WHAT YOU ARE ASKED TO DO = Produce a copy of every line in the records that holds the string "Value".

Saved data entries =

┌──

use serde::{Deserialize, Serialize};
use serde_json::Value;
use walkshed_core::model::PointOfInterest;

#[derive(Debug, Clone, PartialEq, Serialize, Deserialize)]
pub struct EntranceConfig {
    /// GeoJSON FeatureCollection of entrance points
    pub file: String,
    /// property holding the entrance id. the feature id is used when unset.
    #[serde(default)]
    pub id_property: Option<String>,
    #[serde(default)]
    pub filter: Option<AttributeFilter>,
}

impl Default for EntranceConfig {
    fn default() -> Self {
        EntranceConfig {
            file: String::from("entrances.geojson"),
            id_property: None,
            filter: None,
        }
    }
}

/// keeps entrances whose `key` attribute equals `equals`, for example only
/// entrances flagged as ADA accessible.
#[derive(Debug, Clone, PartialEq, Serialize, Deserialize)]
pub struct AttributeFilter {
    pub key: String,
    pub equals: Value,
}

impl AttributeFilter {
    /// strings are compared case-insensitively and a string attribute matches a
    /// boolean or number with the same text ("true", "1"), since survey
    /// exports are not consistent about attribute types.
    pub fn accepts(&self, entrance: &PointOfInterest) -> bool {
        match (entrance.attribute(&self.key), &self.equals) {
            (None, _) => false,
            (Some(Value::String(a)), Value::String(b)) => a.eq_ignore_ascii_case(b),
            (Some(Value::String(a)), other) => a.eq_ignore_ascii_case(&other.to_string()),
            (Some(a), Value::String(b)) => a.to_string().eq_ignore_ascii_case(b),
            (Some(a), b) => a == b,
        }
    }
}

#[cfg(test)]
mod tests {
    use super::*;
    use serde_json::json;

    #[test]
    fn test_filter_matches_loosely_typed_attributes() {
        let filter = AttributeFilter {
            key: String::from("ada"),
            equals: json!(true),
        };
        let yes = PointOfInterest::new("a", 0.0, 0.0).with_attribute("ada", json!(true));
        let yes_text = PointOfInterest::new("b", 0.0, 0.0).with_attribute("ada", json!("TRUE"));
        let no = PointOfInterest::new("c", 0.0, 0.0).with_attribute("ada", json!(false));
        let missing = PointOfInterest::new("d", 0.0, 0.0);
        assert!(filter.accepts(&yes));
        assert!(filter.accepts(&yes_text));
        assert!(!filter.accepts(&no));
        assert!(!filter.accepts(&missing));
    }

    #[test]
    fn test_string_filter() {
        let filter = AttributeFilter {
            key: String::from("line"),
            equals: json!("a"),
        };
        let e = PointOfInterest::new("a", 0.0, 0.0).with_attribute("line", json!("A"));
        assert!(filter.accepts(&e));
    }
}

└──

RESULT OF THIS TASK =
use serde_json::Value;
    pub equals: Value,
            (Some(Value::String(a)), Value::String(b)) => a.eq_ignore_ascii_case(b),
            (Some(Value::String(a)), other) => a.eq_ignore_ascii_case(&other.to_string()),
            (Some(a), Value::String(b)) => a.to_string().eq_ignore_ascii_case(b),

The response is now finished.